# WHAT YOU ARE ASKED TO DO
Every line of the data that includes "EnvFilter" should be copied out.

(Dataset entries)
-- -- --

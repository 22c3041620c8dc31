//! Difficulty targets as handed out by `getworkaux` and `getauxblock`.
//!
//! Both daemons encode the 256 bit target as hex of its little-endian bytes, so the first
//! hex pair is the least significant byte. Ordering the hex strings directly is wrong.
use primitive_types::U256;
use std::cmp::Ordering;

use crate::error::{ProxyError, ProxyResult};

pub const TARGET_LEN: usize = 32;

#[derive(Clone, Debug, PartialEq, Eq)]
pub struct Target {
    /// Little-endian, zero padded up to [`TARGET_LEN`].
    bytes: [u8; TARGET_LEN],
}

impl Target {
    pub fn from_le_bytes(le_bytes: &[u8]) -> ProxyResult<Self> {
        if le_bytes.is_empty() || le_bytes.len() > TARGET_LEN {
            return Err(ProxyError::InvalidTarget(format!(
                "expected 1 to {TARGET_LEN} bytes, got {}",
                le_bytes.len()
            )));
        }
        let mut bytes = [0u8; TARGET_LEN];
        bytes[..le_bytes.len()].copy_from_slice(le_bytes);
        Ok(Self { bytes })
    }

    pub fn from_hex(target: &str) -> ProxyResult<Self> {
        let le_bytes = hex::decode(target)
            .map_err(|e| ProxyError::InvalidTarget(format!("`{target}`: {e}")))?;
        Self::from_le_bytes(&le_bytes)
    }

    pub fn to_hex(&self) -> String {
        hex::encode(self.bytes)
    }

    pub fn value(&self) -> U256 {
        U256::from_little_endian(&self.bytes)
    }
}

impl Ord for Target {
    fn cmp(&self, other: &Self) -> Ordering {
        self.value().cmp(&other.value())
    }
}

impl PartialOrd for Target {
    fn partial_cmp(&self, other: &Self) -> Option<Ordering> {
        Some(self.cmp(other))
    }
}

/// Picks the harder (numerically lower) of two hex targets and returns it unchanged.
/// On a tie the parent target wins.
pub fn harder_target<'a>(parent: &'a str, aux: &'a str) -> ProxyResult<&'a str> {
    if Target::from_hex(aux)? < Target::from_hex(parent)? {
        Ok(aux)
    } else {
        Ok(parent)
    }
}
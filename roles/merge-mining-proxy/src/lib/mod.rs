pub mod aux_chain;
pub mod config;
pub mod coordinator;
pub mod error;
pub mod report;
pub mod target;

use aux_chain::AuxChains;
use config::MergeMiningProxyConfig;
use coordinator::MergeMiningCoordinator;
use error::ProxyResult;
use report::{SolveReporter, StdoutReporter};
use rpc_mm::{Dispatcher, MiniRpcClient, RpcApi, RpcServer};
use std::sync::Arc;
use tracing::{error, info};

pub use rpc_mm::Endpoint;

/// The merge-mining proxy role: one `getwork` listener in front of a parent and an auxiliary
/// chain daemon.
#[derive(Clone)]
pub struct MergeMiningProxy {
    config: MergeMiningProxyConfig,
    reporter: Arc<dyn SolveReporter>,
}

impl MergeMiningProxy {
    pub fn new(config: MergeMiningProxyConfig) -> Self {
        Self::with_reporter(config, Arc::new(StdoutReporter))
    }

    pub fn with_reporter(config: MergeMiningProxyConfig, reporter: Arc<dyn SolveReporter>) -> Self {
        Self { config, reporter }
    }

    pub fn config(&self) -> &MergeMiningProxyConfig {
        &self.config
    }

    /// Builds the upstream clients. Fails on a bad url or an unsupported number of auxiliary
    /// chains, before anything is bound.
    pub fn coordinator(&self) -> ProxyResult<MergeMiningCoordinator> {
        let parent = MiniRpcClient::new(self.config.parent_endpoint()?);
        info!("Parent chain daemon: {}", parent.endpoint());
        let parent: Arc<dyn RpcApi> = Arc::new(parent);

        let mut aux = Vec::new();
        for endpoint in self.config.aux_endpoints()? {
            let client = MiniRpcClient::new(endpoint);
            info!("Auxiliary chain daemon: {}", client.endpoint());
            let client: Arc<dyn RpcApi> = Arc::new(client);
            aux.push(client);
        }

        Ok(MergeMiningCoordinator::new(
            parent,
            AuxChains::new(aux)?,
            self.reporter.clone(),
        ))
    }

    /// Binds the worker listener with `getwork` registered.
    pub async fn bind(&self) -> ProxyResult<RpcServer> {
        let coordinator = Arc::new(self.coordinator()?);
        let mut dispatcher = Dispatcher::new();
        coordinator.register(&mut dispatcher);

        let server = RpcServer::bind(self.config.listen_socket()?, dispatcher).await?;
        info!("Waiting for getwork requests on {}", server.local_addr()?);
        Ok(server)
    }

    /// Serves the worker until Ctrl-C.
    pub async fn start(&self) -> ProxyResult<()> {
        let server = self.bind().await?;
        server
            .serve_with_shutdown(async {
                match tokio::signal::ctrl_c().await {
                    Ok(()) => info!("Interrupt received"),
                    Err(e) => {
                        error!("Failed to listen for Ctrl-C: {}", e);
                        std::future::pending::<()>().await
                    }
                }
            })
            .await?;
        Ok(())
    }
}
use backendchat_seed::{dbs::mongo::MongoDB, services::seed::SeedService};
use tracing_subscriber::EnvFilter;

#[tokio::main]
async fn main() -> anyhow::Result<()> {
    let filter = EnvFilter::try_from_default_env().unwrap_or_else(|_| EnvFilter::new("info"));
    tracing_subscriber::fmt().with_env_filter(filter).init();

    let mongo = MongoDB::init().await?;
    let report = SeedService::run(&mongo).await?;

    tracing::info!(
        database = %report.database,
        collection = report.collection,
        timestamp = %report.message.timestamp,
        elapsed_ms = (report.finished_at - report.started_at).num_milliseconds(),
        "bootstrap complete"
    );

    Ok(())
}
use chrono::{DateTime, SubsecRound, Utc};
use std::fmt;

use crate::{
    configs::MESSAGES_COLLECTION,
    dbs::mongo::{MongoDB, models::message::Message},
};

#[derive(Debug, Clone, Copy, PartialEq, Eq)]
pub enum SeedStage {
    Start,
    DatabaseSelected,
    CollectionCreated,
    DocumentInserted,
}

impl SeedStage {
    pub fn as_str(&self) -> &'static str {
        match self {
            SeedStage::Start => "start",
            SeedStage::DatabaseSelected => "database-selected",
            SeedStage::CollectionCreated => "collection-created",
            SeedStage::DocumentInserted => "document-inserted",
        }
    }
}

impl fmt::Display for SeedStage {
    fn fmt(&self, f: &mut fmt::Formatter<'_>) -> fmt::Result {
        f.write_str(self.as_str())
    }
}

#[derive(Debug, Clone)]
pub struct SeedReport {
    pub database: String,
    pub collection: &'static str,
    pub message: Message,
    pub started_at: DateTime<Utc>,
    pub finished_at: DateTime<Utc>,
}

pub struct SeedService;

impl SeedService {
    /// Creates the `messages` collection and inserts the welcome document.
    ///
    /// `db` is already bound to the target database. Errors from the driver
    /// are returned as-is and nothing is retried, so a run that fails after
    /// creating the collection leaves it in place.
    pub async fn run(db: &MongoDB) -> anyhow::Result<SeedReport> {
        // Matches the millisecond precision of the stored timestamp.
        let started_at = Utc::now().trunc_subsecs(3);
        let database = db.database_name().to_string();
        tracing::info!(stage = %SeedStage::Start, database = %database, "seeding");
        tracing::info!(stage = %SeedStage::DatabaseSelected, database = %database, "database selected");

        db.create_collection(MESSAGES_COLLECTION).await?;
        tracing::info!(
            stage = %SeedStage::CollectionCreated,
            database = %database,
            collection = MESSAGES_COLLECTION,
            "collection created"
        );

        let message = Message::welcome(Utc::now());
        db.messages.insert_one(message.clone()).await?;
        tracing::info!(
            stage = %SeedStage::DocumentInserted,
            database = %database,
            collection = MESSAGES_COLLECTION,
            sender = %message.sender,
            "seed document inserted"
        );

        Ok(SeedReport {
            database,
            collection: MESSAGES_COLLECTION,
            message,
            started_at,
            finished_at: Utc::now(),
        })
    }
}
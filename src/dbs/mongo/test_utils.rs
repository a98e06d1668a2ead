use anyhow::{Result, anyhow, bail};
use futures::Stream;
use mongodb::bson::{Document, to_document};
use serde::{Serialize, de::DeserializeOwned};
use std::collections::HashSet;
use std::pin::Pin;
use std::sync::Arc;
use std::sync::atomic::{AtomicBool, Ordering};
use std::task::{Context, Poll};
use tokio::sync::RwLock;

use super::models::message::Message;
use crate::configs::DATABASE;

const UNAVAILABLE: &str = "Server selection timeout: No available servers";

#[derive(Clone)]
pub struct MockCollection<T> {
    data: Arc<RwLock<Vec<T>>>,
    unavailable: Arc<AtomicBool>,
}

impl<T> Default for MockCollection<T> {
    fn default() -> Self {
        Self {
            data: Arc::new(RwLock::new(Vec::new())),
            unavailable: Arc::new(AtomicBool::new(false)),
        }
    }
}

impl<T> MockCollection<T>
where
    T: Serialize + DeserializeOwned + Clone + Send + Sync + 'static,
{
    pub fn new() -> Self {
        Self::default()
    }

    pub fn set_unavailable(&self, state: bool) {
        self.unavailable.store(state, Ordering::Relaxed);
    }

    fn check_available(&self) -> Result<()> {
        if self.unavailable.load(Ordering::Relaxed) {
            return Err(anyhow!(UNAVAILABLE));
        }
        Ok(())
    }

    pub async fn insert_one(&self, doc: T) -> Result<()> {
        self.check_available()?;
        self.data.write().await.push(doc);
        Ok(())
    }

    pub async fn find_one(&self, filter: Document) -> Result<Option<T>> {
        self.check_available()?;
        let data = self.data.read().await;
        for item in data.iter() {
            let doc = to_document(item)?;
            if matches(&doc, &filter) {
                return Ok(Some(item.clone()));
            }
        }
        Ok(None)
    }

    pub async fn find(&self, filter: Document) -> Result<MockCursor<T>> {
        self.check_available()?;
        let data = self.data.read().await;
        let mut vec = Vec::new();
        for item in data.iter() {
            let doc = to_document(item)?;
            if matches(&doc, &filter) {
                vec.push(item.clone());
            }
        }
        Ok(MockCursor { data: vec, index: 0 })
    }

    pub async fn count_documents(&self, filter: Document) -> Result<u64> {
        self.check_available()?;
        let data = self.data.read().await;
        let mut count = 0;
        for item in data.iter() {
            if matches(&to_document(item)?, &filter) {
                count += 1;
            }
        }
        Ok(count)
    }
}

pub struct MockCursor<T> {
    data: Vec<T>,
    index: usize,
}

impl<T> Stream for MockCursor<T>
where
    T: Clone + Unpin,
{
    type Item = Result<T>;

    fn poll_next(mut self: Pin<&mut Self>, _cx: &mut Context<'_>) -> Poll<Option<Self::Item>> {
        if self.index >= self.data.len() {
            return Poll::Ready(None);
        }
        let item = self.data[self.index].clone();
        self.index += 1;
        Poll::Ready(Some(Ok(item)))
    }
}

fn matches(doc: &Document, filter: &Document) -> bool {
    filter
        .iter()
        .all(|(k, v)| doc.get(k) == Some(v))
}

/// In-memory stand-in for the driver-backed database handle.
///
/// Collection creation mirrors the server: a second `create` for the same
/// name fails with `NamespaceExists`.
#[derive(Clone)]
pub struct MongoDB {
    collections: Arc<RwLock<HashSet<String>>>,
    unavailable: Arc<AtomicBool>,
    pub messages: MockCollection<Message>,
}

impl MongoDB {
    pub async fn init() -> Result<Self> {
        Ok(Self {
            collections: Arc::new(RwLock::new(HashSet::new())),
            unavailable: Arc::new(AtomicBool::new(false)),
            messages: MockCollection::new(),
        })
    }

    pub async fn create_collection(&self, name: &str) -> Result<()> {
        if self.unavailable.load(Ordering::Relaxed) {
            bail!(UNAVAILABLE);
        }
        let mut collections = self.collections.write().await;
        if !collections.insert(name.to_string()) {
            bail!(
                "Command failed with error 48 (NamespaceExists): 'Collection {DATABASE}.{name} already exists.'"
            );
        }
        Ok(())
    }

    pub fn database_name(&self) -> &str {
        DATABASE
    }

    pub async fn has_collection(&self, name: &str) -> bool {
        self.collections.read().await.contains(name)
    }

    /// Simulates losing the server for every subsequent operation.
    pub fn set_unavailable(&self, state: bool) {
        self.unavailable.store(state, Ordering::Relaxed);
        self.messages.set_unavailable(state);
    }
}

-- -- --

# TASK SOLUTION
use tracing_subscriber::EnvFilter;
    let filter = EnvFilter::try_from_default_env().unwrap_or_else(|_| EnvFilter::new("info"));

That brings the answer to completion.